TASK DESCRIPTION:
The data below must be returned in full and exactly.

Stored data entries
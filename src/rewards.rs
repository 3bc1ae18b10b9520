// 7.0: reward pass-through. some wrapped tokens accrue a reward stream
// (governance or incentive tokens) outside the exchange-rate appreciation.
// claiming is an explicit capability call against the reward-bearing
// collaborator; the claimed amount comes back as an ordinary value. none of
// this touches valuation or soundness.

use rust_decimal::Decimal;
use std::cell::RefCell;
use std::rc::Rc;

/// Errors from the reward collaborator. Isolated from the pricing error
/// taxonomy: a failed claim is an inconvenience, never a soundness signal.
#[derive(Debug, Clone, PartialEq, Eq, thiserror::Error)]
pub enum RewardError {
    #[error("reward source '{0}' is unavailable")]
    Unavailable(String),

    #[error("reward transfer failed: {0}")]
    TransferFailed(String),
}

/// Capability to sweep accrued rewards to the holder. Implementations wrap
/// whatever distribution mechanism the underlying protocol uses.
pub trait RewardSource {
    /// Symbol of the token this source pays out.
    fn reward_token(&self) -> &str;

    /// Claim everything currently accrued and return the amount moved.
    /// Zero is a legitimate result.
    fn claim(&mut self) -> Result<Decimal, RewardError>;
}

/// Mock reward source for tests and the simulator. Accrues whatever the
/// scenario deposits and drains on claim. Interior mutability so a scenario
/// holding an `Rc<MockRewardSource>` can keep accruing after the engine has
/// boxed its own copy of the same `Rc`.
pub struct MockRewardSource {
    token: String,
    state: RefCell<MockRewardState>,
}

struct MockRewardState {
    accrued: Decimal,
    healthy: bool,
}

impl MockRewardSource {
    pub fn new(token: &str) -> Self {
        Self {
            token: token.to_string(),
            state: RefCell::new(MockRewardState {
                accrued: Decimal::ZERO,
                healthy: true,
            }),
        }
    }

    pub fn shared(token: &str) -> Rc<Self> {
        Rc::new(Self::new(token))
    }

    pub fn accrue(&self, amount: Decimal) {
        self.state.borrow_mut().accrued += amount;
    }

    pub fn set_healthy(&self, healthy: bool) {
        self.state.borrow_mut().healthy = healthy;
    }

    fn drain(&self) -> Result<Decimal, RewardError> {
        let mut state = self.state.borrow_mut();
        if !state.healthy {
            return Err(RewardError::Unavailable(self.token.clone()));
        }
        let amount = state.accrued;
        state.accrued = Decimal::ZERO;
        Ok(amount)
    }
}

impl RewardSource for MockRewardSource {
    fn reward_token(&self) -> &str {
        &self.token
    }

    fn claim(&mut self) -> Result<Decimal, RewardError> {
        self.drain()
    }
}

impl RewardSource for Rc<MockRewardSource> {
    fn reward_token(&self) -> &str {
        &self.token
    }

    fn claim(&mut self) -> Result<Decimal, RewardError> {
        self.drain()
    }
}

REPLY TO THE EXERCISE:
filename src/rewards.rs
repository 3bc1ae18b10b9520
// 7.0: reward pass-through. some wrapped tokens accrue a reward stream
// (governance or incentive tokens) outside the exchange-rate appreciation.
// claiming is an explicit capability call against the reward-bearing
// collaborator; the claimed amount comes back as an ordinary value. none of
// this touches valuation or soundness.

use rust_decimal::Decimal;
use std::cell::RefCell;
use std::rc::Rc;

/// Errors from the reward collaborator. Isolated from the pricing error
/// taxonomy: a failed claim is an inconvenience, never a soundness signal.
#[derive(Debug, Clone, PartialEq, Eq, thiserror::Error)]
pub enum RewardError {
    #[error("reward source '{0}' is unavailable")]
    Unavailable(String),

    #[error("reward transfer failed: {0}")]
    TransferFailed(String),
}

/// Capability to sweep accrued rewards to the holder. Implementations wrap
/// whatever distribution mechanism the underlying protocol uses.
pub trait RewardSource {
    /// Symbol of the token this source pays out.
    fn reward_token(&self) -> &str;

    /// Claim everything currently accrued and return the amount moved.
    /// Zero is a legitimate result.
    fn claim(&mut self) -> Result<Decimal, RewardError>;
}

/// Mock reward source for tests and the simulator. Accrues whatever the
/// scenario deposits and drains on claim. Interior mutability so a scenario
/// holding an `Rc<MockRewardSource>` can keep accruing after the engine has
/// boxed its own copy of the same `Rc`.
pub struct MockRewardSource {
    token: String,
    state: RefCell<MockRewardState>,
}

struct MockRewardState {
    accrued: Decimal,
    healthy: bool,
}

impl MockRewardSource {
    pub fn new(token: &str) -> Self {
        Self {
            token: token.to_string(),
            state: RefCell::new(MockRewardState {
                accrued: Decimal::ZERO,
                healthy: true,
            }),
        }
    }

    pub fn shared(token: &str) -> Rc<Self> {
        Rc::new(Self::new(token))
    }

    pub fn accrue(&self, amount: Decimal) {
        self.state.borrow_mut().accrued += amount;
    }

    pub fn set_healthy(&self, healthy: bool) {
        self.state.borrow_mut().healthy = healthy;
    }

    fn drain(&self) -> Result<Decimal, RewardError> {
        let mut state = self.state.borrow_mut();
        if !state.healthy {
            return Err(RewardError::Unavailable(self.token.clone()));
        }
        let amount = state.accrued;
        state.accrued = Decimal::ZERO;
        Ok(amount)
    }
}

impl RewardSource for MockRewardSource {
    fn reward_token(&self) -> &str {
        &self.token
    }

    fn claim(&mut self) -> Result<Decimal, RewardError> {
        self.drain()
    }
}

impl RewardSource for Rc<MockRewardSource> {
    fn reward_token(&self) -> &str {
        &self.token
    }

    fn claim(&mut self) -> Result<Decimal, RewardError> {
        self.drain()
    }
}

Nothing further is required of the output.